Notebook

Access SOOP FishSOOP NRT data in Parquet¶

A jupyter notebook to show how to access and plot SOOP FishSOOP NRT data available as a Parquet dataset on S3

In [1]:

dataset_name = "vessel_fishsoop_realtime_qc"

Install/Update packages and Load common functions¶

In [2]:

# only run once, then restart session if needed
!pip install uv

import os


def is_colab():
    try:
        import google.colab
        return True
    except ImportError:
        return False

if is_colab():
    os.system('uv pip install --system -r https://raw.githubusercontent.com/aodn/aodn_cloud_optimised/main/notebooks/requirements.txt')
else:
    os.system('uv venv')
    os.system('uv pip install -r https://raw.githubusercontent.com/aodn/aodn_cloud_optimised/main/notebooks/requirements.txt')

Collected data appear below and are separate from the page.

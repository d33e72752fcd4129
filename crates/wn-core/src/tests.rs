//! Unit tests for wn-core primitives.

#[cfg(test)]
mod ids {
    use crate::{OrderId, WarehouseId};

    #[test]
    fn index_roundtrip() {
        let id = OrderId(42);
        assert_eq!(id.index(), 42);
        assert_eq!(OrderId::try_from(42usize).unwrap(), id);
    }

    #[test]
    fn ordering() {
        assert!(WarehouseId(0) < WarehouseId(1));
        assert!(OrderId(100) > OrderId(99));
    }

    #[test]
    fn invalid_sentinel_is_default() {
        assert_eq!(WarehouseId::default(), WarehouseId::INVALID);
        assert_eq!(OrderId::INVALID.0, u32::MAX);
    }

    #[test]
    fn display() {
        assert_eq!(WarehouseId(7).to_string(), "WarehouseId(7)");
    }
}

#[cfg(test)]
mod geo {
    use crate::{BoundingBox, GeoPoint, LocalProjection, nearest_site};

    #[test]
    fn zero_distance() {
        let p = GeoPoint::new(12.9716, 77.5946);
        assert!(p.distance_m(p) < 0.01);
    }

    #[test]
    fn one_degree_of_latitude() {
        let a = GeoPoint::new(12.0, 77.5);
        let b = GeoPoint::new(13.0, 77.5);
        let d = a.distance_km(b);
        assert!((d - 111.195).abs() < 0.5, "got {d}");
    }

    #[test]
    fn distance_is_symmetric() {
        let a = GeoPoint::new(12.9610, 77.6387);
        let b = GeoPoint::new(13.0358, 77.5970);
        assert_eq!(a.distance_km(b), b.distance_km(a));
    }

    #[test]
    fn coincidence_threshold() {
        let a = GeoPoint::new(12.9610, 77.6387);
        // ~33 m north
        let b = GeoPoint::new(12.9613, 77.6387);
        assert!(a.coincides_with(b, 50.0));
        assert!(!a.coincides_with(b, 10.0));
    }

    #[test]
    fn centroid_of_points() {
        let c = GeoPoint::centroid([GeoPoint::new(12.0, 77.0), GeoPoint::new(13.0, 78.0)]).unwrap();
        assert_eq!(c, GeoPoint::new(12.5, 77.5));
        assert!(GeoPoint::centroid(std::iter::empty()).is_none());
    }

    #[test]
    fn bbox_contains_is_inclusive() {
        let bbox = BoundingBox::new(12.0, 13.0, 77.0, 78.0);
        assert!(bbox.contains(GeoPoint::new(12.0, 77.0)));
        assert!(bbox.contains(GeoPoint::new(13.0, 78.0)));
        assert!(!bbox.contains(GeoPoint::new(13.01, 77.5)));
        assert!(!bbox.contains(GeoPoint::new(f64::NAN, 77.5)));
    }

    #[test]
    fn bbox_well_formed() {
        assert!(BoundingBox::new(12.0, 13.0, 77.0, 78.0).is_well_formed());
        assert!(!BoundingBox::new(13.0, 12.0, 77.0, 78.0).is_well_formed());
        assert!(!BoundingBox::new(12.0, 13.0, f64::INFINITY, 78.0).is_well_formed());
    }

    #[test]
    fn projection_tracks_haversine() {
        let origin = GeoPoint::new(12.97, 77.59);
        let proj = LocalProjection::new(origin);
        let p = GeoPoint::new(13.01, 77.63);
        let [x, y] = proj.project(p);
        let planar = (x * x + y * y).sqrt();
        let great_circle = origin.distance_km(p);
        assert!((planar - great_circle).abs() / great_circle < 0.005);
        assert_eq!(proj.project(origin), [0.0, 0.0]);
    }

    #[test]
    fn nearest_site_prefers_lower_index_on_tie() {
        let sites = [GeoPoint::new(12.0, 77.1), GeoPoint::new(12.0, 76.9)];
        let (idx, _) = nearest_site(GeoPoint::new(12.0, 77.0), sites).unwrap();
        assert_eq!(idx, 0);
    }

    #[test]
    fn nearest_site_empty() {
        assert!(nearest_site(GeoPoint::new(12.0, 77.0), std::iter::empty()).is_none());
    }
}

#[cfg(test)]
mod order {
    use crate::{BoundingBox, CoreError, GeoPoint, OrderId, OrderRecord};

    #[test]
    fn validate_rejects_outside_region() {
        let region = BoundingBox::new(12.7, 13.2, 77.3, 77.9);
        let ok = OrderRecord::new(OrderId(1), 0, GeoPoint::new(12.9, 77.6), GeoPoint::new(13.0, 77.5));
        assert!(ok.validate(&region).is_ok());

        let bad = OrderRecord::new(OrderId(2), 0, GeoPoint::new(12.9, 77.6), GeoPoint::new(0.0, 0.0));
        assert!(matches!(bad.validate(&region), Err(CoreError::InvalidInput(_))));
    }

    #[test]
    fn day_index() {
        let o = OrderRecord::new(OrderId(0), 86_400 * 3 + 5, GeoPoint::new(0.0, 0.0), GeoPoint::new(0.0, 0.0));
        assert_eq!(o.day(), 3);
        let early = OrderRecord::new(OrderId(0), -1, GeoPoint::new(0.0, 0.0), GeoPoint::new(0.0, 0.0));
        assert_eq!(early.day(), -1);
    }
}

#[cfg(test)]
mod config {
    use crate::{ClusteringConfig, CoreError, DeliveryRadius, NetworkConfig, PlacementConfig};

    #[test]
    fn min_points_scales_with_radius() {
        let c = ClusteringConfig::default();
        assert_eq!(c.min_points(DeliveryRadius::Km2), 32);
        assert_eq!(c.min_points(DeliveryRadius::Km3), 70);
        assert_eq!(c.min_points(DeliveryRadius::Km5), 195);
    }

    #[test]
    fn min_points_track_neighbourhood_area() {
        let c = ClusteringConfig::default();
        for r in DeliveryRadius::ALL {
            let area = std::f64::consts::PI * c.neighborhood_km(r).powi(2);
            let density = c.min_points(r) as f64 / area;
            // 70 orders per 3 km disc, give or take the rounding of one order
            assert!((density - 70.0 / (std::f64::consts::PI * 9.0)).abs() < 1.0 / area, "{r}: {density}");
        }
    }

    #[test]
    fn min_points_never_decreases() {
        let c = ClusteringConfig { base_min_points: 7, reference_radius_km: 3.0, neighborhood_scale: 1.0 };
        let pts: Vec<usize> = DeliveryRadius::ALL.iter().map(|&r| c.min_points(r)).collect();
        assert!(pts.windows(2).all(|w| w[0] <= w[1]), "{pts:?}");
    }

    #[test]
    fn radius_from_km() {
        assert_eq!(DeliveryRadius::try_from(5).unwrap(), DeliveryRadius::Km5);
        assert!(matches!(DeliveryRadius::try_from(4), Err(CoreError::Config(_))));
        assert_eq!(DeliveryRadius::Km2.to_string(), "2 km");
    }

    #[test]
    fn auxiliary_capacity_floor_and_buffer() {
        let p = PlacementConfig::default();
        assert_eq!(p.auxiliary_capacity(10), 200);
        assert_eq!(p.auxiliary_capacity(300), 390);
    }

    #[test]
    fn default_config_is_valid() {
        let cfg = NetworkConfig::default();
        assert!(cfg.validate().is_ok());
        assert_eq!(cfg.main_hubs.len(), 5);
    }

    #[test]
    fn validate_rejects_empty_hubs() {
        let mut cfg = NetworkConfig::default();
        cfg.main_hubs.sites.clear();
        assert!(matches!(cfg.validate(), Err(CoreError::Config(_))));
    }

    #[test]
    fn validate_rejects_hub_outside_region() {
        let mut cfg = NetworkConfig::default();
        cfg.main_hubs.sites[0].location.lat = 20.0;
        assert!(cfg.validate().is_err());
    }

    #[test]
    fn validate_rejects_zero_target() {
        let cfg = NetworkConfig::default().with_target_daily_orders(Some(0));
        assert!(cfg.validate().is_err());
    }
}

#[cfg(test)]
mod warehouse {
    use crate::{AuxiliarySize, GeoPoint, MainHubConfig, OrderId, Warehouse, WarehouseId};

    #[test]
    fn size_tiers() {
        assert_eq!(AuxiliarySize::for_capacity(200), AuxiliarySize::Small);
        assert_eq!(AuxiliarySize::for_capacity(300), AuxiliarySize::Medium);
        assert_eq!(AuxiliarySize::for_capacity(399), AuxiliarySize::Medium);
        assert_eq!(AuxiliarySize::for_capacity(400), AuxiliarySize::Large);
    }

    #[test]
    fn main_and_auxiliary_constructors() {
        let hubs = MainHubConfig::bengaluru();
        let main = Warehouse::main(WarehouseId(0), &hubs.sites[0], 3.0);
        assert!(main.is_main());
        assert_eq!(main.size(), None);
        assert_eq!(main.parent, None);

        let aux = Warehouse::auxiliary(WarehouseId(5), 1, GeoPoint::new(13.1, 77.6), 260, 3.0, WarehouseId(1), 8.2);
        assert!(!aux.is_main());
        assert_eq!(aux.code, "AX1");
        assert_eq!(aux.size(), Some(AuxiliarySize::Small));
        assert_eq!(aux.parent, Some(WarehouseId(1)));
    }

    #[test]
    fn served_ids_are_sorted() {
        let hubs = MainHubConfig::bengaluru();
        let w = Warehouse::main(WarehouseId(0), &hubs.sites[0], 3.0)
            .with_served(vec![OrderId(3), OrderId(1), OrderId(2)]);
        assert_eq!(w.served_order_ids, [OrderId(1), OrderId(2), OrderId(3)]);
    }
}

#[cfg(test)]
mod synth {
    use crate::{GeoPoint, NetworkConfig, OrderSynth};

    #[test]
    fn same_seed_same_orders() {
        let region = NetworkConfig::bengaluru_region();
        let a = OrderSynth::new(9).uniform(&region, 50);
        let b = OrderSynth::new(9).uniform(&region, 50);
        assert_eq!(a, b);
    }

    #[test]
    fn ids_are_sequential_and_points_in_region() {
        let region = NetworkConfig::bengaluru_region();
        let mut synth = OrderSynth::new(1).with_days(7);
        let mut orders = synth.uniform(&region, 20);
        orders.extend(synth.pocket(GeoPoint::new(13.0, 77.6), 0.003, 10));
        assert_eq!(synth.generated(), 30);
        for (i, o) in orders.iter().enumerate() {
            assert_eq!(o.id.index(), i);
            assert!(o.validate(&region).is_ok());
        }
    }

    #[test]
    fn disc_stays_within_radius() {
        let center = GeoPoint::new(12.97, 77.59);
        let orders = OrderSynth::new(3).disc(center, center, 2.0, 200);
        assert!(orders.iter().all(|o| o.delivery_point.distance_km(center) <= 2.01));
    }
}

Requirement already satisfied: uv in /home/lbesnard/miniforge3/envs/AodnCloudOptimised/lib/python3.12/site-packages (0.2.31)

Using Python 3.12.4 interpreter at: /home/lbesnard/miniforge3/envs/AodnCloudOptimised/bin/python3
Creating virtualenv at: .venv
Activate with: source .venv/bin/activate
Audited 127 packages in 110ms

In [3]:

import requests
import os
if not os.path.exists('parquet_queries.py'):
  print('Downloading parquet_queries.py')
  url = 'https://raw.githubusercontent.com/aodn/aodn_cloud_optimised/main/aodn_cloud_optimised/lib/ParquetDataQuery.py'
  response = requests.get(url)
  with open('parquet_queries.py', 'w') as f:
      f.write(response.text)

In [4]:

from parquet_queries import create_time_filter, create_bbox_filter, plot_spatial_extent, get_temporal_extent, get_schema_metadata
import pyarrow.parquet as pq
import pyarrow.dataset as pds
import pandas as pd

Location of the parquet dataset¶

In [5]:

BUCKET_OPTIMISED_DEFAULT="aodn-cloud-optimised"
dname = f"s3://anonymous@{BUCKET_OPTIMISED_DEFAULT}/{dataset_name}.parquet/"
parquet_ds = pq.ParquetDataset(dname,partitioning='hive')

Understanding the Dataset¶

Get partition keys¶

Partitioning in Parquet involves organising data files based on the values of one or more columns, known as partition keys. When data is written to Parquet files with partitioning enabled, the files are physically stored in a directory structure that reflects the partition keys. This directory structure makes it easier to retrieve and process specific subsets of data based on the partition keys.

In [6]:

dataset = pds.dataset(dname, format="parquet", partitioning="hive")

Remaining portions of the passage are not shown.